[U-Boot] U-Boot proper(not SPL) relocate option

Simon Glass sjg at chromium.org
Mon Nov 27 17:13:09 UTC 2017


(Tom - any thoughts about a more expansive cc list on this?)

Hi Masahiro,

On 26 November 2017 at 07:16, Masahiro Yamada
<yamada.masahiro at socionext.com> wrote:
> 2017-11-26 20:38 GMT+09:00 Simon Glass <sjg at chromium.org>:
>> Hi Philipp,
>>
>> On 25 November 2017 at 16:31, Dr. Philipp Tomsich
>> <philipp.tomsich at theobroma-systems.com> wrote:
>>> Hi,
>>>
>>>> On 25 Nov 2017, at 23:34, Simon Glass <sjg at chromium.org> wrote:
>>>>
>>>> +Tom, Masahiro, Philipp
>>>>
>>>> Hi,
>>>>
>>>> On 22 November 2017 at 03:27, Wolfgang Denk <wd at denx.de> wrote:
>>>>> Dear Kever Yang,
>>>>>
>>>>> In message <fd0bb500-80c4-f317-cc18-f7aaf1344fd8 at rock-chips.com> you wrote:
>>>>>>
>>>>>> I can understand this feature, we always do dram_init_banks() first,
>>>>>> then we relocate to 'known' area, then will be no risk to access memory.
>>>>>> I believe there must be some historical reason for some kind of device,
>>>>>> the relocate feature is a wonderful idea for it.
>>>>>
>>>>> This is actuallyu not so much a feature needed to support some
>>>>> specific device (in this case much simpler approahces would be
>>>>> possible), but to support a whole set of features.  Unfortunately
>>>>> these appear to get forgotten / ignored over time.
>>>>>
>>>>>>     many other SoCs should be similar.

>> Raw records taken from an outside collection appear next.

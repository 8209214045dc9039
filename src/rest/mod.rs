//! REST resource infrastructure for the Omise API.
//!
//! This module maps JSON objects returned by the API onto live objects:
//!
//! - **[`AttributeStore`]**: ordered, dynamically accessed fields of one object
//! - **[`ResourceDescriptor`]** and [`resolve_path`]: how a resource is addressed
//! - **[`Entity`]**: attributes plus the information needed to address them again
//! - **[`Resource`] trait**: `retrieve`, `create`, `list`, `update`, `reload`, `destroy`
//! - **[`Collection<T>`]**: one page of a list with its envelope metadata
//! - **[`NestedCollection`]**: a collection under a parent, with vault-backed creation
//! - **[`ResourceError`]**: error types for resource operations
//!
//! # Example: Using a Resource
//!
//! ```rust,ignore
//! use omise_api::{OmiseConfig, PublicKey, RestClient, SecretKey};
//! use omise_api::rest::{ListParams, Resource};
//! use omise_api::rest::resources::{Balance, Customer};
//!
//! let config = OmiseConfig::builder()
//!     .secret_key(SecretKey::new("skey_test_123")?)
//!     .public_key(PublicKey::new("pkey_test_123")?)
//!     .build()?;
//! let client = RestClient::new(&config)?;
//!
//! // Singleton
//! let balance = Balance::retrieve(&client, None, None).await?;
//!
//! // One page of customers
//! let customers = Customer::list(&client, Some(ListParams { limit: Some(2), ..Default::default() })).await?;
//! for customer in &customers {
//!     println!("{:?}", customer.email());
//! }
//! if let Some(next) = customers.next_page_params() {
//!     let more = Customer::list(&client, Some(next)).await?;
//! }
//!
//! // Nested cards, with a card created through the vault
//! let mut customer = Customer::retrieve(&client, Some("cust_test_1"), None).await?;
//! let mut cards = customer.cards()?;
//! let card = cards.create(&client, serde_json::json!({"number": "4242424242424242"})).await?;
//! ```

mod attributes;
mod collection;
mod entity;
mod errors;
mod nested;
mod path;
mod resource;

pub mod resources;

// Public exports
pub use crate::clients::Host;
pub use attributes::AttributeStore;
pub use collection::Collection;
pub use entity::Entity;
pub use errors::ResourceError;
pub use nested::{NestedCollection, VaultBacked};
pub use path::{resolve_path, Addressing, Nesting, ResourceDescriptor, ResourceOperation};
pub use resource::{ListParams, Resource};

>>>>>> - Without relocate we can save many step, some of our customer really
>>>>>>     care much about the boot time duration.

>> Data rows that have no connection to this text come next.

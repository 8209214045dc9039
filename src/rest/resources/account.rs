//! Account resource implementation.
//!
//! This module provides the [`Account`] resource, the merchant account the
//! secret key belongs to.
//!
//! # Singleton Pattern
//!
//! There is exactly one account per secret key. It lives at `/account` and
//! is retrieved without an id. Two clients with different secret keys
//! retrieve two unrelated accounts.
//!
//! # Example
//!
//! ```rust,ignore
//! use omise_api::rest::Resource;
//! use omise_api::rest::resources::Account;
//!
//! let account = Account::retrieve(&client, None, None).await?;
//! println!("Account: {:?}", account.email());
//! ```

use std::ops::Deref;

use crate::clients::Host;
use crate::rest::{Addressing, Entity, Nesting, Resource, ResourceDescriptor, ResourceOperation};

/// The merchant account.
#[derive(Clone, Debug, PartialEq)]
pub struct Account(Entity);

impl Account {
    /// The account owner's email.
    #[must_use]
    pub fn email(&self) -> Option<&str> {
        self.attributes().get_str("email")
    }

    /// The account's settlement currency (e.g., "thb").
    #[must_use]
    pub fn currency(&self) -> Option<&str> {
        self.attributes().get_str("currency")
    }

    /// The account's country code (e.g., "TH").
    #[must_use]
    pub fn country(&self) -> Option<&str> {
        self.attributes().get_str("country")
    }

    /// The API version the account defaults to.
    #[must_use]
    pub fn api_version(&self) -> Option<&str> {
        self.attributes().get_str("api_version")
    }
}

impl Resource for Account {
    const DESCRIPTOR: ResourceDescriptor = ResourceDescriptor {
        name: "Account",
        object: "account",
        endpoint: "/account",
        addressing: Addressing::Singleton,
        nesting: Nesting::TopLevel,
        host: Host::Api,
        operations: &[ResourceOperation::Retrieve, ResourceOperation::Update],
    };

    fn from_entity(entity: Entity) -> Self {
        Self(entity)
    }

    fn entity(&self) -> &Entity {
        &self.0
    }

    fn entity_mut(&mut self) -> &mut Entity {
        &mut self.0
    }

    fn into_entity(self) -> Entity {
        self.0
    }
}

impl Deref for Account {
    type Target = Entity;

    fn deref(&self) -> &Self::Target {
        &self.0
    }
}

>>>>>>     * no need to relocate everything
>>>>>>     * no need to copy all the code
>>>>>>     * no need init the driver more than once
>>>>>
>>>>> Please have a look at the README, section "Memory Management".

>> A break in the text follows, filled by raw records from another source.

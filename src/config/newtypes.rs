//! Validated newtype wrappers for configuration values.
//!
//! This module provides type-safe wrappers around string values that validate
//! their contents on construction. Invalid values are rejected with clear error messages.

use crate::error::ConfigError;
use std::fmt;

/// A validated Omise secret key.
///
/// The secret key authenticates every call against the main API. This
/// newtype ensures the key is non-empty and masks its value in debug output
/// to prevent accidental exposure in logs.
///
/// # Example
///
/// ```rust
/// use omise_api::SecretKey;
///
/// let key = SecretKey::new("skey_test_123").unwrap();
/// assert_eq!(key.as_ref(), "skey_test_123");
/// assert_eq!(format!("{:?}", key), "SecretKey(*****)");
/// ```
#[derive(Clone, PartialEq, Eq)]
pub struct SecretKey(String);

impl SecretKey {
    /// Creates a new validated secret key.
    ///
    /// # Errors
    ///
    /// Returns [`ConfigError::EmptySecretKey`] if the key is empty.
    pub fn new(key: impl Into<String>) -> Result<Self, ConfigError> {
        let key = key.into();
        if key.trim().is_empty() {
            return Err(ConfigError::EmptySecretKey);
        }
        Ok(Self(key))
    }
}

impl AsRef<str> for SecretKey {
    fn as_ref(&self) -> &str {
        &self.0
    }
}

impl fmt::Debug for SecretKey {
    fn fmt(&self, f: &mut fmt::Formatter<'_>) -> fmt::Result {
        f.write_str("SecretKey(*****)")
    }
}

/// A validated Omise public key.
///
/// The public key is the lower-privilege "vault" credential. It is only
/// used to exchange sensitive payloads (card numbers) for tokens.
///
/// # Example
///
/// ```rust
/// use omise_api::PublicKey;
///
/// let key = PublicKey::new("pkey_test_123").unwrap();
/// assert_eq!(key.as_ref(), "pkey_test_123");
/// ```
#[derive(Clone, Debug, PartialEq, Eq)]
pub struct PublicKey(String);

impl PublicKey {
    /// Creates a new validated public key.
    ///
    /// # Errors
    ///
    /// Returns [`ConfigError::EmptyPublicKey`] if the key is empty.
    pub fn new(key: impl Into<String>) -> Result<Self, ConfigError> {
        let key = key.into();
        if key.trim().is_empty() {
            return Err(ConfigError::EmptyPublicKey);
        }
        Ok(Self(key))
    }
}

impl AsRef<str> for PublicKey {
    fn as_ref(&self) -> &str {
        &self.0
    }
}

/// A validated base URL for one of the Omise hosts.
///
/// This newtype validates that the URL has a proper format with a scheme.
/// Trailing slashes are dropped so paths can be appended directly.
///
/// # Example
///
/// ```rust
/// use omise_api::HostUrl;
///
/// let url = HostUrl::new("https://api.omise.co/").unwrap();
/// assert_eq!(url.as_ref(), "https://api.omise.co");
/// assert_eq!(url.scheme(), "https");
/// assert_eq!(url.host_name(), Some("api.omise.co"));
/// ```
#[derive(Clone, Debug, PartialEq, Eq)]
pub struct HostUrl {
    url: String,
    scheme_end: usize,
    host_start: usize,
    host_end: usize,
}

impl HostUrl {
    /// Creates a new validated host URL.
    ///
    /// # Errors
    ///
    /// Returns [`ConfigError::InvalidHostUrl`] if the URL is invalid.
    pub fn new(url: impl Into<String>) -> Result<Self, ConfigError> {
        let url = url.into();
        let url = url.trim().trim_end_matches('/').to_string();

        let scheme_end = url
            .find("://")
            .ok_or_else(|| ConfigError::InvalidHostUrl { url: url.clone() })?;

        let scheme = &url[..scheme_end];
        if scheme.is_empty() || !scheme.chars().all(|c| c.is_ascii_alphabetic()) {
            return Err(ConfigError::InvalidHostUrl { url: url.clone() });
        }

        let host_start = scheme_end + 3;
        if host_start >= url.len() {
            return Err(ConfigError::InvalidHostUrl { url: url.clone() });
        }

        // Host ends at port, path, query, or end of string
        let remainder = &url[host_start..];
        let host_end = remainder
            .find([':', '/', '?', '#'])
            .map_or(url.len(), |i| host_start + i);

        if host_end == host_start {
            return Err(ConfigError::InvalidHostUrl { url: url.clone() });
        }

        Ok(Self {
            url,
            scheme_end,
            host_start,
            host_end,
        })
    }

    /// Returns the URL scheme (e.g., "https").
    #[must_use]
    pub fn scheme(&self) -> &str {
        &self.url[..self.scheme_end]
    }

    /// Returns the host name portion of the URL.
    #[must_use]
    pub fn host_name(&self) -> Option<&str> {
        let host = &self.url[self.host_start..self.host_end];
        if host.is_empty() {
            None
        } else {
            Some(host)
        }
    }
}

impl AsRef<str> for HostUrl {
    fn as_ref(&self) -> &str {
        &self.url
    }
}

impl fmt::Display for HostUrl {
    fn fmt(&self, f: &mut fmt::Formatter<'_>) -> fmt::Result {
        f.write_str(&self.url)
    }
}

>>>>> The reloaction is not done to any _fixed_ address, but the address
>>>>> is actually computed at runtime, depending on a number features
>>>>> enabled (at least this is how it used to be - appearently little of
>>>>> this is tested on a regular base, so I would not be surprised if
>>>>> things are broken today).
>>>>>
>>>>> The basic idea was to reserve areas of memory at the top of RAM,
>>>>> that would not be initialized / modified by U-Boot and Linux, not
>>>>> even across a reset / warm boot.
>>>>>
>>>>> This was used for exaple for:
>>>>>
>>>>> - pRAM (Protected RAM) which could be used to store all kind of data
>>>>>  (for example, using a pramfs [Protected and Persistent RAM
>>>>>  Filesystem]) that could be kept across reboots of the OS.
>>>>>
>>>>> - shared frame buffer / video memory. U-Boot and Linux would be able
>>>>>  to initialize the video memory just once (in U-Boot) and then
>>>>>  share it, maybe even across reboots.  especially, this would allow
>>>>>  for a very early splash screen that gets passed (flicker free) to
>>>>>  Linux until some Linux GUI takes over (much more difficult today).
>>>>>
>>>>> - shared log buffer: U-Boot and Linux used to use the same syslog
>>>>>  buffer mechanism, so you could share it between U-Boot and Linux.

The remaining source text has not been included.